**PROMPT**
Pull every line with "Serialize" from the data.
Segment Start: DATASET RECORDS
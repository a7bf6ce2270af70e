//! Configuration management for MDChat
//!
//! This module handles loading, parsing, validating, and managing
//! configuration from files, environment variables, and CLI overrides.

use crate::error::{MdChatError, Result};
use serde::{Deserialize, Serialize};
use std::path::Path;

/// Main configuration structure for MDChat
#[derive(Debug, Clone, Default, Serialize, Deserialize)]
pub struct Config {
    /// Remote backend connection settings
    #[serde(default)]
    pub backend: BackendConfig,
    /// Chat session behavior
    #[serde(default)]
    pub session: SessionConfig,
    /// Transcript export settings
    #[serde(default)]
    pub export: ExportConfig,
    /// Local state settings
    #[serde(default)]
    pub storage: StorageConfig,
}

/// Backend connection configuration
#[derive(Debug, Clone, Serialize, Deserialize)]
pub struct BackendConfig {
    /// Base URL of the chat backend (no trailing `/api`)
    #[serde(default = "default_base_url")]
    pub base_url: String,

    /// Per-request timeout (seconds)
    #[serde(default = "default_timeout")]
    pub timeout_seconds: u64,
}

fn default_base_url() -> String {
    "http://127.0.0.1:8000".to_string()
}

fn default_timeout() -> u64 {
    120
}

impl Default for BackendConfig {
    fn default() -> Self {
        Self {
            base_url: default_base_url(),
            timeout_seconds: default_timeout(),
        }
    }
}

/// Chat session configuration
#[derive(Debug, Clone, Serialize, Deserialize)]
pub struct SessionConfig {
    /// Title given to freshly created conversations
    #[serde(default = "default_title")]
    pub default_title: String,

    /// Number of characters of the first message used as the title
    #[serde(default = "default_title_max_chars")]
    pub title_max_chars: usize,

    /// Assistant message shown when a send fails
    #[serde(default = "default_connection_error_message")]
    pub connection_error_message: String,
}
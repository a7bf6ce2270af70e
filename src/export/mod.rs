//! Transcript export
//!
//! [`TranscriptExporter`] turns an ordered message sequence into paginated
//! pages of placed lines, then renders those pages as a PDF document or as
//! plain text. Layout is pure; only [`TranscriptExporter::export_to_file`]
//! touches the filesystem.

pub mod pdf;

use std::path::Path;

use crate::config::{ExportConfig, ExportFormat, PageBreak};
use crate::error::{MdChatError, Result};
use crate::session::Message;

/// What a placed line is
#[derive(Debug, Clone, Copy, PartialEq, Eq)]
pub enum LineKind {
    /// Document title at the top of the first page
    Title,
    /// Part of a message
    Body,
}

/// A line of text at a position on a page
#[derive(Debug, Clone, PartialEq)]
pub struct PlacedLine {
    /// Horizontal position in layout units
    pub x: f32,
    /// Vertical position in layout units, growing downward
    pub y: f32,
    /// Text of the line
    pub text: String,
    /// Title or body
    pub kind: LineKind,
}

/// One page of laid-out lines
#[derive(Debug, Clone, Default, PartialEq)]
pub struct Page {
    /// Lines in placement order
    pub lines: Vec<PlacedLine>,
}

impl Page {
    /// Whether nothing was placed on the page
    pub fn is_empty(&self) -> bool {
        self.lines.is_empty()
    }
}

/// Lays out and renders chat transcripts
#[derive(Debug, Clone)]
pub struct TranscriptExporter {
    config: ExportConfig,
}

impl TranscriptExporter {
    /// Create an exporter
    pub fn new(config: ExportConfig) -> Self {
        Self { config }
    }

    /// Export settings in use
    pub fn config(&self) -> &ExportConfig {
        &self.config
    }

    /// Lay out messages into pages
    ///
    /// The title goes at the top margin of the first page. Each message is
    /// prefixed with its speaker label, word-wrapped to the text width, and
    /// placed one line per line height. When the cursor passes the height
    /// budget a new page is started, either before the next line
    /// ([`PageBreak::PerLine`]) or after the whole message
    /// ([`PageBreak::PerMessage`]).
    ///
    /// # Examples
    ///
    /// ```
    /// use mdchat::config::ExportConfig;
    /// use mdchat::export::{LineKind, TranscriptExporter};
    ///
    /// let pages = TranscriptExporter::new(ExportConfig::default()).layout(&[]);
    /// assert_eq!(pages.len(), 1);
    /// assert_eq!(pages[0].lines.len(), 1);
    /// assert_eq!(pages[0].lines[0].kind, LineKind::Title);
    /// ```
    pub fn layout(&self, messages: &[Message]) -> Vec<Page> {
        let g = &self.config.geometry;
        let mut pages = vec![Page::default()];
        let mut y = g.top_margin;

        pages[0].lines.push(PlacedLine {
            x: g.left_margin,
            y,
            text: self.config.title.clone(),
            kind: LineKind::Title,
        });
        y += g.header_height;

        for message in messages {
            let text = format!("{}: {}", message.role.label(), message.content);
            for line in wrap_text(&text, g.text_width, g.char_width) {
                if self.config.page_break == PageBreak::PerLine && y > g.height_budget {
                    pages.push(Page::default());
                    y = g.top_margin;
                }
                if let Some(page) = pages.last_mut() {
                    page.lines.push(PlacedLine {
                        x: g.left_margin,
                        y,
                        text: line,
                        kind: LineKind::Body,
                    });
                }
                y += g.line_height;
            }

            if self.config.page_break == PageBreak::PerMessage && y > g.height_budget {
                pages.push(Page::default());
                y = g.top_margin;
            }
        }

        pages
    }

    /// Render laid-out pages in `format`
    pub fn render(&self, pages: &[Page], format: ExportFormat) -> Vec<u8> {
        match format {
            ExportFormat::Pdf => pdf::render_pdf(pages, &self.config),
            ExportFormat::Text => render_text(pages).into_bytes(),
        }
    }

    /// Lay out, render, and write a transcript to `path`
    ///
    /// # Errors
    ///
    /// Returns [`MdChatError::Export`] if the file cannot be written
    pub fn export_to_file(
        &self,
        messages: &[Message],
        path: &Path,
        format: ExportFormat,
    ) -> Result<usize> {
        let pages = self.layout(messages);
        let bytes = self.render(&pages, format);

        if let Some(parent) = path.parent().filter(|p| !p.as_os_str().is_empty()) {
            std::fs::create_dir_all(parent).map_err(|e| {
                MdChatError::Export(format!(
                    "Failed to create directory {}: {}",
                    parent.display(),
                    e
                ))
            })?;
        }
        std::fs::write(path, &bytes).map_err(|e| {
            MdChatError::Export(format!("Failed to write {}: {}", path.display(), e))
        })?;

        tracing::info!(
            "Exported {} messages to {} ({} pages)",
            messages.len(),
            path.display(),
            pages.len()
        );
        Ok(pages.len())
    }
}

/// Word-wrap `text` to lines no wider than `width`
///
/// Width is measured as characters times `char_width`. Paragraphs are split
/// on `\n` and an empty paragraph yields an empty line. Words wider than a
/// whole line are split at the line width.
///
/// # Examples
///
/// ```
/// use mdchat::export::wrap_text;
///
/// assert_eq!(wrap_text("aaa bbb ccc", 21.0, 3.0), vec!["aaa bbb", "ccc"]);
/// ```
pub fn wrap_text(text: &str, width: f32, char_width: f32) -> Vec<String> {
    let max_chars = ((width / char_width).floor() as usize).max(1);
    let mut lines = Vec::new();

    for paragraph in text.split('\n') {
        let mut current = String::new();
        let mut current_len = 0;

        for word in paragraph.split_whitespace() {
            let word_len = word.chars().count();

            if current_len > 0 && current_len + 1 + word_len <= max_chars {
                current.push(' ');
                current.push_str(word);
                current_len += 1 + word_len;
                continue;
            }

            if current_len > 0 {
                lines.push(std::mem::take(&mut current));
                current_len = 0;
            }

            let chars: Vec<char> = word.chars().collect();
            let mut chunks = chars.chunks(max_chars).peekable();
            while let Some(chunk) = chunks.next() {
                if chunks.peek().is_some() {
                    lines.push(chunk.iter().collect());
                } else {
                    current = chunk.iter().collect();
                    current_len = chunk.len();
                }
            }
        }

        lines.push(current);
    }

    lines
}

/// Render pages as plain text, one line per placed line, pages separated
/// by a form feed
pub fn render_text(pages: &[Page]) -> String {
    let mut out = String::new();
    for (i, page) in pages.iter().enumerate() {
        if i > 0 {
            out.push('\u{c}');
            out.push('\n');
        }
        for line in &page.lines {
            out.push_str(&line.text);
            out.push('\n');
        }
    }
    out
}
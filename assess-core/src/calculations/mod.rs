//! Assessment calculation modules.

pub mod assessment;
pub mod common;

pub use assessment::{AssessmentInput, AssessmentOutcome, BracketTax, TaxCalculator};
Segment End: DATASET RECORDS
**SOLUTION FOR THIS PROBLEM**
use serde::{Deserialize, Serialize};
#[derive(Debug, Clone, Default, Serialize, Deserialize)]
#[derive(Debug, Clone, Serialize, Deserialize)]
#[derive(Debug, Clone, Serialize, Deserialize)]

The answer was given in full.